France | France, Cour administrative d'appel de Nancy, 4ème chambre, 02 juillet 2019, 18NC02106


Vu la procédure suivante :

Procédure contentieuse antérieure :

La société SANEF a demandé au tribunal administratif de Châlons-en-Champagne de condamner l'Etat à lui verser la somme de 13 539,31 euros, assortie des intérêts au taux légal à compter du 1er février 2017 et de la capitalisation de ces intérêts, en réparation du préjudice que lui a causé un attroupement de manifestants les 25 et 26 mai 2016.

Par un jugement no 1700844 du 7 juin 2018, le tribunal administratif de Châlons-en-Champagne a rejeté sa demande.

Procédure devant la cour :


Par une requête enregistrée le 25 juillet 2018, et un mémoire complémentaire, enregistré le 27...

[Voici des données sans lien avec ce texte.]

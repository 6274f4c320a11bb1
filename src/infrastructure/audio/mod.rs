mod audio_decoder;
mod whisper_speech_model;

pub use audio_decoder::decode_file_to_pcm;
pub use whisper_speech_model::WhisperSpeechModel;
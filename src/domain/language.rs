/// Languages the translation endpoints accept as targets, as
/// short code / display name pairs. Fixed at compile time.
pub const SUPPORTED_LANGUAGES: [(&str, &str); 15] = [
    ("en", "English"),
    ("es", "Spanish"),
    ("fr", "French"),
    ("de", "German"),
    ("it", "Italian"),
    ("pt", "Portuguese"),
    ("ru", "Russian"),
    ("ja", "Japanese"),
    ("ko", "Korean"),
    ("zh", "Chinese"),
    ("ar", "Arabic"),
    ("hi", "Hindi"),
    ("tr", "Turkish"),
    ("pl", "Polish"),
    ("nl", "Dutch"),
];

/// Display name for a language code, if the code is supported.
pub fn language_name(code: &str) -> Option<&'static str> {
    SUPPORTED_LANGUAGES
        .iter()
        .find(|(c, _)| *c == code)
        .map(|(_, name)| *name)
}

pub fn is_supported_language(code: &str) -> bool {
    language_name(code).is_some()
}
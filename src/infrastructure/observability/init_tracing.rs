use tracing_subscriber::layer::SubscriberExt;
use tracing_subscriber::util::SubscriberInitExt;
use tracing_subscriber::{EnvFilter, fmt};

use super::TracingConfig;

/// Initialize the tracing subscriber with structured logging.
pub fn init_tracing(config: TracingConfig, port: u16) {
    let env_filter = EnvFilter::try_from_default_env()
        .unwrap_or_else(|_| EnvFilter::new("info,tolkera=debug,tower_http=debug"));

    if config.json_format {
        tracing_subscriber::registry()
            .with(env_filter)
            .with(
                fmt::layer()
                    .json()
                    .with_target(true)
                    .with_file(true)
                    .with_line_number(true),
            )
            .init();
    } else {
        tracing_subscriber::registry()
            .with(env_filter)
            .with(
                fmt::layer()
                    .with_target(true)
                    .with_file(true)
                    .with_line_number(true),
            )
            .init();
    }

    tracing::info!(
        port = port,
        environment = %config.environment,
        json_format = config.json_format,
        "Server initialized"
    );
}
use std::fs::File;
use std::path::Path;

use symphonia::core::audio::SampleBuffer;
use symphonia::core::codecs::DecoderOptions;
use symphonia::core::formats::FormatOptions;
use symphonia::core::io::MediaSourceStream;
use symphonia::core::meta::MetadataOptions;
use symphonia::core::probe::Hint;

use crate::application::ports::TranscriptionError;

const TARGET_SAMPLE_RATE: u32 = 16_000;

/// Decodes an audio file into 16 kHz mono f32 PCM, which is what the
/// Whisper frontend expects. The container/codec is whatever symphonia can
/// probe; multi-channel audio is downmixed by averaging, and other sample
/// rates are resampled.
pub fn decode_file_to_pcm(path: &Path) -> Result<Vec<f32>, TranscriptionError> {
    let file =
        File::open(path).map_err(|e| TranscriptionError::DecodingFailed(format!("open: {}", e)))?;
    let stream = MediaSourceStream::new(Box::new(file), Default::default());

    let mut hint = Hint::new();
    if let Some(extension) = path.extension().and_then(|e| e.to_str()) {
        hint.with_extension(extension);
    }

    let probed = symphonia::default::get_probe()
        .format(
            &hint,
            stream,
            &FormatOptions::default(),
            &MetadataOptions::default(),
        )
        .map_err(|e| TranscriptionError::DecodingFailed(format!("probe: {}", e)))?;

    let mut format = probed.format;

    let track = format
        .default_track()
        .ok_or_else(|| TranscriptionError::DecodingFailed("no audio track found".to_string()))?;

    let track_id = track.id;
    let codec_params = track.codec_params.clone();
    let source_rate = codec_params
        .sample_rate
        .ok_or_else(|| TranscriptionError::DecodingFailed("unknown sample rate".to_string()))?;
    let channels = codec_params.channels.map(|c| c.count()).unwrap_or(1);

    let mut decoder = symphonia::default::get_codecs()
        .make(&codec_params, &DecoderOptions::default())
        .map_err(|e| TranscriptionError::DecodingFailed(format!("codec: {}", e)))?;

    let mut pcm: Vec<f32> = Vec::new();

    loop {
        let packet = match format.next_packet() {
            Ok(p) => p,
            Err(symphonia::core::errors::Error::IoError(ref e))
                if e.kind() == std::io::ErrorKind::UnexpectedEof =>
            {
                break;
            }
            Err(e) => {
                return Err(TranscriptionError::DecodingFailed(format!("packet: {}", e)));
            }
        };

        if packet.track_id() != track_id {
            continue;
        }

        let decoded = match decoder.decode(&packet) {
            Ok(d) => d,
            Err(symphonia::core::errors::Error::DecodeError(e)) => {
                tracing::warn!(error = %e, "Skipping corrupt audio frame");
                continue;
            }
            Err(e) => {
                return Err(TranscriptionError::DecodingFailed(format!("decode: {}", e)));
            }
        };

        let spec = *decoded.spec();
        let frames = decoded.frames();
        if frames == 0 {
            continue;
        }

        let mut buffer = SampleBuffer::<f32>::new(frames as u64, spec);
        buffer.copy_interleaved_ref(decoded);
        push_mono(&mut pcm, buffer.samples(), channels);
    }

    if pcm.is_empty() {
        return Err(TranscriptionError::DecodingFailed(
            "no audio samples decoded".to_string(),
        ));
    }

    if source_rate != TARGET_SAMPLE_RATE {
        pcm = resample(&pcm, source_rate, TARGET_SAMPLE_RATE)?;
    }

    tracing::debug!(
        samples = pcm.len(),
        duration_secs = pcm.len() as f32 / TARGET_SAMPLE_RATE as f32,
        "Audio decoded to 16kHz mono PCM"
    );

    Ok(pcm)
}

fn push_mono(pcm: &mut Vec<f32>, interleaved: &[f32], channels: usize) {
    if channels <= 1 {
        pcm.extend_from_slice(interleaved);
        return;
    }
    for frame in interleaved.chunks(channels) {
        pcm.push(frame.iter().sum::<f32>() / channels as f32);
    }
}

fn resample(samples: &[f32], from_rate: u32, to_rate: u32) -> Result<Vec<f32>, TranscriptionError> {
    use rubato::{
        Resampler, SincFixedIn, SincInterpolationParameters, SincInterpolationType, WindowFunction,
    };

    let params = SincInterpolationParameters {
        sinc_len: 256,
        f_cutoff: 0.95,
        interpolation: SincInterpolationType::Linear,
        oversampling_factor: 256,
        window: WindowFunction::BlackmanHarris2,
    };

    let ratio = to_rate as f64 / from_rate as f64;
    let chunk_size = 1024;

    let mut resampler = SincFixedIn::<f32>::new(ratio, 2.0, params, chunk_size, 1)
        .map_err(|e| TranscriptionError::DecodingFailed(format!("resampler init: {}", e)))?;

    let mut output = Vec::with_capacity((samples.len() as f64 * ratio) as usize + chunk_size);

    for chunk in samples.chunks(chunk_size) {
        let input = if chunk.len() < chunk_size {
            let mut padded = chunk.to_vec();
            padded.resize(chunk_size, 0.0);
            padded
        } else {
            chunk.to_vec()
        };

        let result = resampler
            .process(&[input], None)
            .map_err(|e| TranscriptionError::DecodingFailed(format!("resample: {}", e)))?;

        if let Some(channel) = result.first() {
            output.extend_from_slice(channel);
        }
    }

    // The tail chunk was zero-padded; drop the surplus output it produced.
    let expected_len = (samples.len() as f64 * ratio) as usize;
    output.truncate(expected_len);

    Ok(output)
}
use std::time::Duration;

use async_trait::async_trait;

/// Sampling parameters and time budget for a single completion call.
/// Every call carries its own timeout; failed calls are never retried.
#[derive(Debug, Clone, Copy)]
pub struct GenerationOptions {
    pub temperature: f32,
    pub top_k: u32,
    pub top_p: f32,
    pub num_predict: u32,
    pub timeout: Duration,
}

/// Client for the generative-model server used for text enhancement and
/// translation. The server is an opaque collaborator: prompt in, text out.
#[async_trait]
pub trait GenerativeClient: Send + Sync {
    async fn generate(
        &self,
        prompt: &str,
        options: GenerationOptions,
    ) -> Result<String, GenerativeClientError>;

    /// List the models the server currently hosts. Also serves as the
    /// availability probe at startup.
    async fn list_models(&self) -> Result<serde_json::Value, GenerativeClientError>;

    /// Ask the server to download a model. Best effort; callers treat
    /// failure as advisory.
    async fn pull_model(&self, model: &str) -> Result<(), GenerativeClientError>;
}

#[derive(Debug, thiserror::Error)]
pub enum GenerativeClientError {
    #[error("api request failed: {0}")]
    ApiRequestFailed(String),
    #[error("invalid response: {0}")]
    InvalidResponse(String),
}
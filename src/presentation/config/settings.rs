use super::Environment;

#[derive(Debug, Clone)]
pub struct Settings {
    pub server: ServerSettings,
    pub ollama: OllamaSettings,
    pub whisper: WhisperSettings,
    pub environment: Environment,
}

#[derive(Debug, Clone)]
pub struct ServerSettings {
    pub host: String,
    pub port: u16,
}

#[derive(Debug, Clone)]
pub struct OllamaSettings {
    pub base_url: String,
    pub model: String,
}

#[derive(Debug, Clone)]
pub struct WhisperSettings {
    pub model_id: String,
}

impl Settings {
    /// Assembles settings from the environment, falling back to the
    /// defaults of a local single-machine deployment.
    pub fn from_env() -> Result<Self, String> {
        let environment = std::env::var("APP_ENV")
            .unwrap_or_else(|_| "local".to_string())
            .try_into()?;

        Ok(Self {
            server: ServerSettings {
                host: std::env::var("SERVER_HOST").unwrap_or_else(|_| "0.0.0.0".to_string()),
                port: std::env::var("SERVER_PORT")
                    .ok()
                    .and_then(|p| p.parse().ok())
                    .unwrap_or(8000),
            },
            ollama: OllamaSettings {
                base_url: std::env::var("OLLAMA_BASE_URL")
                    .unwrap_or_else(|_| "http://localhost:11434".to_string()),
                model: std::env::var("MODEL_NAME").unwrap_or_else(|_| "gemma3n:2b".to_string()),
            },
            whisper: WhisperSettings {
                model_id: std::env::var("WHISPER_MODEL")
                    .unwrap_or_else(|_| "openai/whisper-tiny".to_string()),
            },
            environment,
        })
    }
}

Vu la procédure suivante :

Procédure contentieuse antérieure :

La société SANEF a demandé au tribunal administratif de Châlons-en-Champagne de condamner l'Etat à lui verser la somme de 13 539,31 euros, assortie des intérêts au taux légal à compter du 1er février 2017 et de la capitalisation de ces intérêts, en réparation du préjudice que lui a causé un attroupement de manifestants les 25 et 26 mai 2016.

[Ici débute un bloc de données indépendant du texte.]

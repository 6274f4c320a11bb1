use std::path::Path;

use async_trait::async_trait;
use candle_core::{Device, Tensor};
use candle_nn::VarBuilder;
use candle_transformers::models::whisper::{self as m, Config};
use hf_hub::api::sync::Api;
use hf_hub::{Repo, RepoType};
use tokenizers::Tokenizer;
use tokio::sync::Mutex;

use crate::application::ports::{SpeechModel, TranscriptionError};

use super::audio_decoder::decode_file_to_pcm;

// Repo carrying the precomputed 80-bin mel filterbank bytes.
const MEL_FILTERS_REPO: &str = "FL33TW00D-HF/whisper-base";

/// Local Whisper inference on CPU via candle. Weights, tokenizer and config
/// are fetched from the Hugging Face hub once at load time. The decoder's
/// KV cache is stateful, so inference is serialized behind a mutex.
pub struct WhisperSpeechModel {
    model: Mutex<m::model::Whisper>,
    tokenizer: Tokenizer,
    config: Config,
    device: Device,
    mel_filters: Vec<f32>,
}

impl WhisperSpeechModel {
    pub fn load(model_id: &str) -> Result<Self, TranscriptionError> {
        let device = Device::Cpu;

        tracing::info!(model = model_id, "Loading Whisper model");

        let api = Api::new().map_err(|e| TranscriptionError::ModelLoadFailed(e.to_string()))?;
        let repo = api.repo(Repo::new(model_id.to_string(), RepoType::Model));

        let config_path = repo
            .get("config.json")
            .map_err(|e| TranscriptionError::ModelLoadFailed(format!("config.json: {}", e)))?;
        let tokenizer_path = repo
            .get("tokenizer.json")
            .map_err(|e| TranscriptionError::ModelLoadFailed(format!("tokenizer.json: {}", e)))?;
        let weights_path = repo.get("model.safetensors").map_err(|e| {
            TranscriptionError::ModelLoadFailed(format!("model.safetensors: {}", e))
        })?;

        let config_contents = std::fs::read_to_string(&config_path)
            .map_err(|e| TranscriptionError::ModelLoadFailed(format!("read config: {}", e)))?;
        let config: Config = serde_json::from_str(&config_contents)
            .map_err(|e| TranscriptionError::ModelLoadFailed(format!("parse config: {}", e)))?;

        let tokenizer = Tokenizer::from_file(&tokenizer_path)
            .map_err(|e| TranscriptionError::ModelLoadFailed(format!("tokenizer: {}", e)))?;

        let mel_filters = load_mel_filters(&api, &config)?;

        // SAFETY: safetensors files are memory-mapped read-only
        let vb = unsafe {
            VarBuilder::from_mmaped_safetensors(&[weights_path], m::DTYPE, &device)
                .map_err(|e| TranscriptionError::ModelLoadFailed(format!("weights: {}", e)))?
        };

        let model = m::model::Whisper::load(&vb, config.clone())
            .map_err(|e| TranscriptionError::ModelLoadFailed(format!("model: {}", e)))?;

        tracing::info!(model = model_id, "Whisper model loaded successfully");

        Ok(Self {
            model: Mutex::new(model),
            tokenizer,
            config,
            device,
            mel_filters,
        })
    }

    /// Pads a window of PCM to the model's fixed 30s input and projects it
    /// onto the mel spectrogram.
    fn window_to_mel(&self, window: &[f32]) -> Result<Tensor, TranscriptionError> {
        let samples = if window.len() < m::N_SAMPLES {
            let mut padded = window.to_vec();
            padded.resize(m::N_SAMPLES, 0.0);
            padded
        } else {
            window.to_vec()
        };

        let mel_data = m::audio::pcm_to_mel(&self.config, &samples, &self.mel_filters);
        let n_mel = self.config.num_mel_bins;
        let n_frames = mel_data.len() / n_mel;

        Tensor::from_vec(mel_data, (1, n_mel, n_frames), &self.device)
            .map_err(|e| TranscriptionError::TranscriptionFailed(format!("mel tensor: {}", e)))
    }
}

#[async_trait]
impl SpeechModel for WhisperSpeechModel {
    async fn transcribe(&self, audio_path: &Path) -> Result<String, TranscriptionError> {
        let pcm = decode_file_to_pcm(audio_path)?;

        let mut segments: Vec<String> = Vec::new();
        let mut model = self.model.lock().await;

        for (index, window) in pcm.chunks(m::N_SAMPLES).enumerate() {
            tracing::debug!(segment = index, "Transcribing audio segment");
            let mel = self.window_to_mel(window)?;
            let text = greedy_decode(&mut model, &self.tokenizer, &self.device, &mel)?;
            if !text.is_empty() {
                segments.push(text);
            }
        }

        let transcript = segments.join(" ");

        tracing::info!(
            segments = segments.len(),
            chars = transcript.len(),
            "Audio transcription completed"
        );

        Ok(transcript)
    }
}

fn greedy_decode(
    model: &mut m::model::Whisper,
    tokenizer: &Tokenizer,
    device: &Device,
    mel: &Tensor,
) -> Result<String, TranscriptionError> {
    let sot = special_token(tokenizer, m::SOT_TOKEN)?;
    let transcribe = special_token(tokenizer, m::TRANSCRIBE_TOKEN)?;
    let no_timestamps = special_token(tokenizer, m::NO_TIMESTAMPS_TOKEN)?;
    let eot = special_token(tokenizer, m::EOT_TOKEN)?;

    let audio_features = model
        .encoder
        .forward(mel, true)
        .map_err(|e| TranscriptionError::TranscriptionFailed(format!("encoder: {}", e)))?;

    let mut tokens = vec![sot, transcribe, no_timestamps];
    let max_tokens = 224;
    let mut text = String::new();

    for _ in 0..max_tokens {
        let token_tensor = Tensor::new(tokens.as_slice(), device)
            .and_then(|t| t.unsqueeze(0))
            .map_err(|e| TranscriptionError::TranscriptionFailed(e.to_string()))?;

        // Flush the KV cache on the first decoder step only.
        let decoder_output = model
            .decoder
            .forward(&token_tensor, &audio_features, tokens.len() == 3)
            .map_err(|e| TranscriptionError::TranscriptionFailed(format!("decoder: {}", e)))?;

        let logits = decoder_output
            .squeeze(0)
            .map_err(|e| TranscriptionError::TranscriptionFailed(e.to_string()))
            .and_then(|out| {
                model
                    .decoder
                    .final_linear(&out)
                    .map_err(|e| TranscriptionError::TranscriptionFailed(format!("linear: {}", e)))
            })?;

        let seq_len = logits
            .dim(0)
            .map_err(|e| TranscriptionError::TranscriptionFailed(e.to_string()))?;
        let next_token = logits
            .get(seq_len - 1)
            .and_then(|l| l.argmax(0))
            .and_then(|t| t.to_scalar::<u32>())
            .map_err(|e| TranscriptionError::TranscriptionFailed(e.to_string()))?;

        if next_token == eot {
            break;
        }

        tokens.push(next_token);

        if let Some(piece) = tokenizer.id_to_token(next_token) {
            text.push_str(&piece.replace("Ġ", " ").replace("▁", " "));
        }
    }

    model.reset_kv_cache();

    Ok(text.trim().to_string())
}

fn special_token(tokenizer: &Tokenizer, token: &str) -> Result<u32, TranscriptionError> {
    tokenizer.token_to_id(token).ok_or_else(|| {
        TranscriptionError::TranscriptionFailed(format!("token not found: {}", token))
    })
}

fn load_mel_filters(api: &Api, config: &Config) -> Result<Vec<f32>, TranscriptionError> {
    let repo = api.repo(Repo::new(MEL_FILTERS_REPO.to_string(), RepoType::Model));
    let path = repo
        .get("melfilters.bytes")
        .map_err(|e| TranscriptionError::ModelLoadFailed(format!("melfilters.bytes: {}", e)))?;
    let bytes = std::fs::read(&path)
        .map_err(|e| TranscriptionError::ModelLoadFailed(format!("mel filters: {}", e)))?;

    let expected_len = config.num_mel_bins * (m::N_FFT / 2 + 1);
    if bytes.len() < expected_len * 4 {
        return Err(TranscriptionError::ModelLoadFailed(format!(
            "mel filters file too small: {} bytes, expected at least {}",
            bytes.len(),
            expected_len * 4
        )));
    }

    Ok(bytes
        .chunks_exact(4)
        .take(expected_len)
        .map(|chunk| f32::from_le_bytes([chunk[0], chunk[1], chunk[2], chunk[3]]))
        .collect())
}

Par un jugement no 1700844 du 7 juin 2018, le tribunal administratif de Châlons-en-Champagne a rejeté sa demande.

Procédure devant la cour :

Par une requête enregistrée le 25 juillet 2018, et un mémoire complémentaire, enregistré le 27 mai 2019, la société SANEF, représentée par Me C..., demande à la cour :

1°) d'annuler ce jugement du tribunal administratif de Châlons-en-Champagne du 7 juin 2018 ;

2°) de condamner l'Etat à lui verser la somme de 13 539,31 euros, augmentée des intérêts au taux légal à compter du 1er février 2017 et de la capitalisation des intérêts, en réparation de son préjudice ;

3°) de mettre à la charge de l'Etat la somme de 5 000 euros sur le fondement de l'article L. 761-1 du code de justice administrative.

Elle soutient que :

- la responsabilité de l'Etat, du fait des attroupements ou des rassemblements armés ou non armés, est engagée sur le fondement de l'article L. 211-10 du code de la sécurité intérieure en ce que les agissements en litige constituaient un délit d'entrave à la circulation et à la liberté du travail commis à force ouverte par un rassemblement précisément identifié ;

- contrairement à ce qu'ont retenu les premiers juges, le groupe à l'origine de ces agissements ne s'était pas constitué à seule fin de commettre ce délit d'entrave à la circulation ;

- en tout état de cause, le caractère prémédité et concerté de l'action ne permet pas d'exclure la responsabilité de l'Etat en cas de recours d'une victime collatérale ;

- elle a subi des préjudices directement liés aux agissements des manifestants ;

- ses frais de personnels s'élèvent à 602,56 euros HT et sa perte de recette à 12 936,75 euros HT.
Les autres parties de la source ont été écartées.